[PROBLEM TO SOLVE]:
Pull every line with "ChimeError" from the data.

Stored data

◇ ◇ ◇ ◇ ◇

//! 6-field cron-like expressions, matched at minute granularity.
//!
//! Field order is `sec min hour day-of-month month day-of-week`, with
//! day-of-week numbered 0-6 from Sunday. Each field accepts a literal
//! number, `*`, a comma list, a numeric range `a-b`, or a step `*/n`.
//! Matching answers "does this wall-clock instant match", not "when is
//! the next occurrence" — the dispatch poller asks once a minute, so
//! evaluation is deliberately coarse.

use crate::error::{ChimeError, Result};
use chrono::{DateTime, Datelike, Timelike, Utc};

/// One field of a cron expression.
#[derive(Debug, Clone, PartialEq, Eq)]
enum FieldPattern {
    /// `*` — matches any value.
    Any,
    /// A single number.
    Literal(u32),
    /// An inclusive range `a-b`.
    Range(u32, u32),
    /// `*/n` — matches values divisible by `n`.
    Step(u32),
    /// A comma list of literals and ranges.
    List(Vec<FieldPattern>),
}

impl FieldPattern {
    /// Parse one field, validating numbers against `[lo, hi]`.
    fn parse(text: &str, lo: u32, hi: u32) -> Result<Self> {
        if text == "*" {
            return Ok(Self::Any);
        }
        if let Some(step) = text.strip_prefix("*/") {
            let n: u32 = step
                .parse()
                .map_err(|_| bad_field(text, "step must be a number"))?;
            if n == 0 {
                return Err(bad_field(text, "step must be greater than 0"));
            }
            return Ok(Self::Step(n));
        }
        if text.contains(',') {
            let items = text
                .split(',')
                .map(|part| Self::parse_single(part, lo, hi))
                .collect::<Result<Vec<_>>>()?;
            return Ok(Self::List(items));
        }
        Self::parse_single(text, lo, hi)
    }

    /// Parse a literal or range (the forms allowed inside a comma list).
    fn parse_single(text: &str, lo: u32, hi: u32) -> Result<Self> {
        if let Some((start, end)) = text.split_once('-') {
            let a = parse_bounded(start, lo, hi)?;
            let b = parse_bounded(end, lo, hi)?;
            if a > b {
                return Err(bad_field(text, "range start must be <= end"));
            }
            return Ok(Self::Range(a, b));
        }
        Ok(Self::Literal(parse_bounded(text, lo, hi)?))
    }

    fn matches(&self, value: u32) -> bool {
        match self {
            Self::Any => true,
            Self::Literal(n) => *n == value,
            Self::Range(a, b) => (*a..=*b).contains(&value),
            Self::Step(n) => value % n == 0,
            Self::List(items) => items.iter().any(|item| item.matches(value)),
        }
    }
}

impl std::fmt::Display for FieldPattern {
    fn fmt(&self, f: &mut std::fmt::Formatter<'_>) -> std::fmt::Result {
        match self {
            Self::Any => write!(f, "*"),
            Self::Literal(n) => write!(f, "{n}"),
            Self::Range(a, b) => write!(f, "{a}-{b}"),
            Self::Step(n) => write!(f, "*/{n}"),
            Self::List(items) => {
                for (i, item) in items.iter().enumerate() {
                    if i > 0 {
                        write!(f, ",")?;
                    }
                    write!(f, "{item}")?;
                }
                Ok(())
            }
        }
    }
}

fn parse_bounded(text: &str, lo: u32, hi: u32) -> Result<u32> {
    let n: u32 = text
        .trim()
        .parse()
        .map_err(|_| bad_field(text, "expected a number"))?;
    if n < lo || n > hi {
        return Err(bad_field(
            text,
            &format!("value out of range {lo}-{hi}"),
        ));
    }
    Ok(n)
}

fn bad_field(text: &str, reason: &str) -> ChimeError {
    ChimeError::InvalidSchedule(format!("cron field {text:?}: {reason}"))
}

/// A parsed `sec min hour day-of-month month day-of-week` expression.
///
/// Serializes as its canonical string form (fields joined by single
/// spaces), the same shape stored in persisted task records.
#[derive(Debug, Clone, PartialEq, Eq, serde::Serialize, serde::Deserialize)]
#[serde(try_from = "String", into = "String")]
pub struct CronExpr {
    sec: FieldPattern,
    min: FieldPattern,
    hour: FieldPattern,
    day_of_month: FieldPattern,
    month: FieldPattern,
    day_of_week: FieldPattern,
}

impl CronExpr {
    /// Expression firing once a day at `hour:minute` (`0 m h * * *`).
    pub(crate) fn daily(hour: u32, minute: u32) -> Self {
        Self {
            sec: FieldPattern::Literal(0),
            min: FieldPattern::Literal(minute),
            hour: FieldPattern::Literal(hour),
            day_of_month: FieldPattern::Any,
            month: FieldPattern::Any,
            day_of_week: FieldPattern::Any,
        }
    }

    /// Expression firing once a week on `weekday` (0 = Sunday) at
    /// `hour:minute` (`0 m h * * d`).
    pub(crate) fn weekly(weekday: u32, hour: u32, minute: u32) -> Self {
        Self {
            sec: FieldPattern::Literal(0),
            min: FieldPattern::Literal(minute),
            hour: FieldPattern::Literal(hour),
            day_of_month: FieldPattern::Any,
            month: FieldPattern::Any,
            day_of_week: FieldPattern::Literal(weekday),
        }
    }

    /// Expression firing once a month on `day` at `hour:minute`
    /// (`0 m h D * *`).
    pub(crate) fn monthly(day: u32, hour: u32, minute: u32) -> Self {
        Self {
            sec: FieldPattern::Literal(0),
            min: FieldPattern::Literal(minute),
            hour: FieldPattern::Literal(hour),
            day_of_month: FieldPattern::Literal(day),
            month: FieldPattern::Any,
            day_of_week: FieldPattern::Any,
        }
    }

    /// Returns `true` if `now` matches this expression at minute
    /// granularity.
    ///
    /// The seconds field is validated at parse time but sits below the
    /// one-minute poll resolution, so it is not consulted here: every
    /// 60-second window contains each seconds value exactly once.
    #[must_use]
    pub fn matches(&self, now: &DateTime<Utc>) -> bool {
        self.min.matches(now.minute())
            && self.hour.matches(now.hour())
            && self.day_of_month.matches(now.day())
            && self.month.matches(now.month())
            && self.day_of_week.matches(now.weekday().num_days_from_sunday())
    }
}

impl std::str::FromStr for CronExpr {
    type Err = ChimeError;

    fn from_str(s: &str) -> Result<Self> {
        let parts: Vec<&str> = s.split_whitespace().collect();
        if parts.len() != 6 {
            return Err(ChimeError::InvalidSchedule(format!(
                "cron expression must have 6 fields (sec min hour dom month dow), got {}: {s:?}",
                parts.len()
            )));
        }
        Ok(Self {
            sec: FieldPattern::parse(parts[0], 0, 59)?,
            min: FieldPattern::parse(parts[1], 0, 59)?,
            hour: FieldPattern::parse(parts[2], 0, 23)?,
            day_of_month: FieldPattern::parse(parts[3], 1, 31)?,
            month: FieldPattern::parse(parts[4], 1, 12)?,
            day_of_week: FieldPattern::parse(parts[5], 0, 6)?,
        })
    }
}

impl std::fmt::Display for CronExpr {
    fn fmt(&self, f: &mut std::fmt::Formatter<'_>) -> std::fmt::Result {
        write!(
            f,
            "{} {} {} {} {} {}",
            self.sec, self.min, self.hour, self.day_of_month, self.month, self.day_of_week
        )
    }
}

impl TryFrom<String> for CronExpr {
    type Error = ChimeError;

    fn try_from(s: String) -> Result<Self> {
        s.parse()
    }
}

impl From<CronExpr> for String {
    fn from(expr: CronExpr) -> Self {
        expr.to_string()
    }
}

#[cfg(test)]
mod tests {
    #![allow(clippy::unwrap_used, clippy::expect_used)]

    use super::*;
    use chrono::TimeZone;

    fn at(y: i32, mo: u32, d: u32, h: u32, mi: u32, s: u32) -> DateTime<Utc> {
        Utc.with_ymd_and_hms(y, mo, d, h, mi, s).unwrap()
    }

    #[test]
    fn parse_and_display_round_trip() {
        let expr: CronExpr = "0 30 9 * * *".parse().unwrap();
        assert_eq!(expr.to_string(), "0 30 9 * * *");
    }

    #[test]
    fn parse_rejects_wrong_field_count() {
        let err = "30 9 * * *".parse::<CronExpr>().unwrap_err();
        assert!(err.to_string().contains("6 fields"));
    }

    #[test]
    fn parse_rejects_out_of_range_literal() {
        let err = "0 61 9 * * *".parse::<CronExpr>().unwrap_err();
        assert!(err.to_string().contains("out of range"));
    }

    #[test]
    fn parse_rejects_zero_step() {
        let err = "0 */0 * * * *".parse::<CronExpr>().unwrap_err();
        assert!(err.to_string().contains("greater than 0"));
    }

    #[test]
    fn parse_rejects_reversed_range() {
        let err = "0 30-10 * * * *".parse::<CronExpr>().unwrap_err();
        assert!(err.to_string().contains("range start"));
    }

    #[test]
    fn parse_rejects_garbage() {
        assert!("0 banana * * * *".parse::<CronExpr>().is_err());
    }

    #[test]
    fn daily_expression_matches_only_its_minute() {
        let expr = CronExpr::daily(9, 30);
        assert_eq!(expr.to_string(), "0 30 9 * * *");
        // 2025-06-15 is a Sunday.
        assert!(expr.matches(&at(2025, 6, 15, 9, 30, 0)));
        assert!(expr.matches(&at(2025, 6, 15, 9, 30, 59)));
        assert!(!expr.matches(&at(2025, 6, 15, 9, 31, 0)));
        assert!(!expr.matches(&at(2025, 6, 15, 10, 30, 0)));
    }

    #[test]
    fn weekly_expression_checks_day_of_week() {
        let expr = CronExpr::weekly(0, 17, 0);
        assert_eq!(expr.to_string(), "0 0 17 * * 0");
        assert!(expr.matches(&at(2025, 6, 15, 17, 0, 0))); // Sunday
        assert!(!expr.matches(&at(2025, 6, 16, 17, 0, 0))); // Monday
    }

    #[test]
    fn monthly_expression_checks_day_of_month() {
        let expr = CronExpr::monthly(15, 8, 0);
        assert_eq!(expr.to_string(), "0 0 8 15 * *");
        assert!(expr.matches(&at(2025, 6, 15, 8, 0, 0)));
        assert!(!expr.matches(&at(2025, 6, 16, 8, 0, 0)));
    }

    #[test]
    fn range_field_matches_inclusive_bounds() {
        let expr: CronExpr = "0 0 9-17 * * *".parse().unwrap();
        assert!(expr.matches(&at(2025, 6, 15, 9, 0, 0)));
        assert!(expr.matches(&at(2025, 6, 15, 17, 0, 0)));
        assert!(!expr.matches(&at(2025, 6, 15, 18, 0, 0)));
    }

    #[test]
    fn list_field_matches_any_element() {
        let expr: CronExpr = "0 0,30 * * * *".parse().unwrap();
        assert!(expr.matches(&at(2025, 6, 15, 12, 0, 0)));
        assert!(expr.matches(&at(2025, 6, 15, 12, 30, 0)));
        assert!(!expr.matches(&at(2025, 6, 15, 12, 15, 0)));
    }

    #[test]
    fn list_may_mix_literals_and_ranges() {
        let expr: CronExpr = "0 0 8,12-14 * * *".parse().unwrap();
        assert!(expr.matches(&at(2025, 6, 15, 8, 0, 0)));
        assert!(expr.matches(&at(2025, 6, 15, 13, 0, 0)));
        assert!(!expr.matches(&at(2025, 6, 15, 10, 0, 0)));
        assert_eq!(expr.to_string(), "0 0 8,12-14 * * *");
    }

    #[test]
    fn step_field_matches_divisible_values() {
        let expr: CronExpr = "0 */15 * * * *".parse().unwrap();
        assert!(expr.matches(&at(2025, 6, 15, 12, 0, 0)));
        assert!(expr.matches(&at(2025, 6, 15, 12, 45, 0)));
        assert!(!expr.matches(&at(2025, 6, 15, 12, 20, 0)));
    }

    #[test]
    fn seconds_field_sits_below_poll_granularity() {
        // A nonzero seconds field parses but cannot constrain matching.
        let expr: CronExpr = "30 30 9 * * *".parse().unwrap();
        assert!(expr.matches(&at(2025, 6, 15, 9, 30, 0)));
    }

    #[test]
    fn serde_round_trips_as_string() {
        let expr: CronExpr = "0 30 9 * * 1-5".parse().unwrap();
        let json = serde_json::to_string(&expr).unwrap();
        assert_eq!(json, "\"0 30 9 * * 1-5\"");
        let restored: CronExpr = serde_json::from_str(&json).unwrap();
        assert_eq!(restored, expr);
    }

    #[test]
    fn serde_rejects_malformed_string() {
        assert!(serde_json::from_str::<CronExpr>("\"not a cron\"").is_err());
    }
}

◇ ◇ ◇ ◇ ◇

[TASK OUTPUT]:
use crate::error::{ChimeError, Result};
fn bad_field(text: &str, reason: &str) -> ChimeError {
    ChimeError::InvalidSchedule(format!("cron field {text:?}: {reason}"))
    type Err = ChimeError;
            return Err(ChimeError::InvalidSchedule(format!(
    type Error = ChimeError;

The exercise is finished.